As a dynamic screening tool for a high-salinity oilfield (186 g/L), anaerobic sandpacks were established to simulate Microbial Enhanced Oil Recovery (MEOR) under defined laboratory conditions. Glass beads, quartz sand or crushed reservoir rock were used to produce porous media which varied in permeability, wettability, homogeneity and geochemistry. In total, 14 sandpacks were flooded with oil and inoculated with indigenous fermentative bacteria of the order Halanaerobiales. After waterflooding, these were treated with nutrients in different injection scenarios during which incremental oil recovery, permeability, microbial activity and produced metabolites were measured.
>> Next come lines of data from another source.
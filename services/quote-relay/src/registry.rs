//! Subscription registry
//!
//! Tracks every live connection together with its single-instrument filter.
//! Entries live in a sharded concurrent map; each operation locks only the
//! shard it touches, so a reader never sees a half-applied update.

use crate::outbound::Outbound;
use dashmap::DashMap;
use futures::future::join_all;
use std::fmt;
use std::sync::atomic::{AtomicU64, Ordering};
use std::sync::Arc;
use tracing::{debug, info, warn};
use types::ids::InstrumentId;

/// Unique connection identifier.
#[derive(Debug, Clone, Copy, PartialEq, Eq, Hash, PartialOrd, Ord)]
pub struct ConnectionId(u64);

impl fmt::Display for ConnectionId {
    fn fmt(&self, f: &mut fmt::Formatter<'_>) -> fmt::Result {
        write!(f, "{}", self.0)
    }
}

/// Registry entry: transport plus current filter.
struct Subscriber {
    outbound: Arc<dyn Outbound>,
    /// `None` matches nothing.
    subscription: Option<InstrumentId>,
}

pub struct SubscriptionRegistry {
    subscribers: DashMap<ConnectionId, Subscriber>,
    next_id: AtomicU64,
}

impl Default for SubscriptionRegistry {
    fn default() -> Self {
        Self::new()
    }
}

impl SubscriptionRegistry {
    pub fn new() -> Self {
        Self {
            subscribers: DashMap::new(),
            next_id: AtomicU64::new(1),
        }
    }

    /// Register a new connection with no subscription and return its ID.
    pub fn register(&self, outbound: Arc<dyn Outbound>) -> ConnectionId {
        let id = ConnectionId(self.next_id.fetch_add(1, Ordering::Relaxed));
        self.subscribers.insert(
            id,
            Subscriber {
                outbound,
                subscription: None,
            },
        );
        debug!(connection = %id, "Connection registered");
        id
    }

    /// Remove a connection. Returns false if it was already gone.
    pub fn unregister(&self, id: ConnectionId) -> bool {
        let removed = self.subscribers.remove(&id).is_some();
        debug!(connection = %id, removed, "Connection unregistered");
        removed
    }

    /// Replace the connection's filter.
    ///
    /// Returns false (and changes nothing) for an unknown connection.
    pub fn set_subscription(&self, id: ConnectionId, instrument: InstrumentId) -> bool {
        match self.subscribers.get_mut(&id) {
            Some(mut subscriber) => {
                subscriber.subscription = Some(instrument);
                true
            }
            None => false,
        }
    }

    pub fn subscription_of(&self, id: ConnectionId) -> Option<InstrumentId> {
        self.subscribers.get(&id).and_then(|s| s.subscription)
    }

    /// All connections whose filter equals `instrument`.
    pub fn subscribers_of(&self, instrument: InstrumentId) -> Vec<(ConnectionId, Arc<dyn Outbound>)> {
        self.subscribers
            .iter()
            .filter(|entry| entry.subscription == Some(instrument))
            .map(|entry| (*entry.key(), Arc::clone(&entry.outbound)))
            .collect()
    }

    /// Number of live connections.
    pub fn len(&self) -> usize {
        self.subscribers.len()
    }

    pub fn is_empty(&self) -> bool {
        self.subscribers.is_empty()
    }

    /// Drain the registry and close every transport concurrently.
    pub async fn close_all(&self) {
        let ids: Vec<ConnectionId> = self.subscribers.iter().map(|e| *e.key()).collect();
        let drained: Vec<(ConnectionId, Arc<dyn Outbound>)> = ids
            .into_iter()
            .filter_map(|id| self.subscribers.remove(&id))
            .map(|(id, subscriber)| (id, subscriber.outbound))
            .collect();

        let count = drained.len();
        let results = join_all(drained.into_iter().map(|(id, outbound)| async move {
            (id, outbound.close().await)
        }))
        .await;

        for (id, result) in results {
            if let Err(e) = result {
                warn!(connection = %id, error = %e, "Failed to close connection");
            }
        }
        info!(connections = count, "Subscribers disconnected");
    }
}

#[cfg(test)]
mod tests {
    use super::*;
    use crate::testing::RecordingOutbound;

    fn outbound() -> Arc<dyn Outbound> {
        Arc::new(RecordingOutbound::new())
    }

    #[test]
    fn test_register_assigns_unique_ids() {
        let registry = SubscriptionRegistry::new();
        let a = registry.register(outbound());
        let b = registry.register(outbound());

        assert_ne!(a, b);
        assert_eq!(registry.len(), 2);
        assert_eq!(registry.subscription_of(a), None);
    }

    #[test]
    fn test_subscription_replaces() {
        let registry = SubscriptionRegistry::new();
        let id = registry.register(outbound());

        assert!(registry.set_subscription(id, InstrumentId::new(1)));
        assert!(registry.set_subscription(id, InstrumentId::new(2)));

        assert_eq!(registry.subscription_of(id), Some(InstrumentId::new(2)));
        assert!(registry.subscribers_of(InstrumentId::new(1)).is_empty());
        assert_eq!(registry.subscribers_of(InstrumentId::new(2)).len(), 1);
    }

    #[test]
    fn test_unset_subscription_matches_nothing() {
        let registry = SubscriptionRegistry::new();
        registry.register(outbound());

        assert!(registry.subscribers_of(InstrumentId::new(1)).is_empty());
    }

    #[test]
    fn test_subscribers_of_filters() {
        let registry = SubscriptionRegistry::new();
        let a = registry.register(outbound());
        let b = registry.register(outbound());
        let c = registry.register(outbound());
        registry.set_subscription(a, InstrumentId::new(1));
        registry.set_subscription(b, InstrumentId::new(1));
        registry.set_subscription(c, InstrumentId::new(3));

        let mut ids: Vec<ConnectionId> = registry
            .subscribers_of(InstrumentId::new(1))
            .into_iter()
            .map(|(id, _)| id)
            .collect();
        ids.sort();
        assert_eq!(ids, vec![a, b]);
    }

    #[test]
    fn test_unregister() {
        let registry = SubscriptionRegistry::new();
        let id = registry.register(outbound());
        registry.set_subscription(id, InstrumentId::new(1));

        assert!(registry.unregister(id));
        assert!(!registry.unregister(id));
        assert!(registry.is_empty());
        assert!(registry.subscribers_of(InstrumentId::new(1)).is_empty());
        assert!(!registry.set_subscription(id, InstrumentId::new(1)));
    }

    #[tokio::test]
    async fn test_close_all_drains_and_closes() {
        let registry = SubscriptionRegistry::new();
        let first = Arc::new(RecordingOutbound::new());
        let second = Arc::new(RecordingOutbound::new());
        registry.register(first.clone());
        registry.register(second.clone());

        registry.close_all().await;

        assert!(registry.is_empty());
        assert!(first.is_closed());
        assert!(second.is_closed());
    }
}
Our results indicate that the efficiency of MEOR is dependent on the type of porous medium used: Both glass beads and outcrop quartz sand were found to be no suitable analogue to reservoir material because not all potential MEOR effects were accounted for. MEOR was least efficient in quartz sandpacks with a recovery factor of 7.0 ± 1.7% with respect to the original oil in place (IRFOOIP), attributed mainly to fluid-fluid interactions. In sandpacks with reservoir rock, wettability alteration, matrix dissolution and bioplugging were additional MEOR mechanisms and resulted in an incremental recovery which was almost three-fold higher compared to pure quartz sandpacks (IRFOOIP = 23.2 ± 6.4%). Bioplugging was not detected in sandpacks with a permeability of 8–10 D, although cell retention was observed. Mean pore sizes of these sandpacks were calculated to be in the range of 100 ?m, thus considered to be too large to allow for significant plugging. Our findings support the use of MEOR as potential tertiary recovery method but also emphasize the importance of carefully designing laboratory experiments. We argue that porous medium properties such as permeability, pore size, wettability and mineralogy play a crucial role during dynamic MEOR feasibility studies, because they directly influence incremental recovery.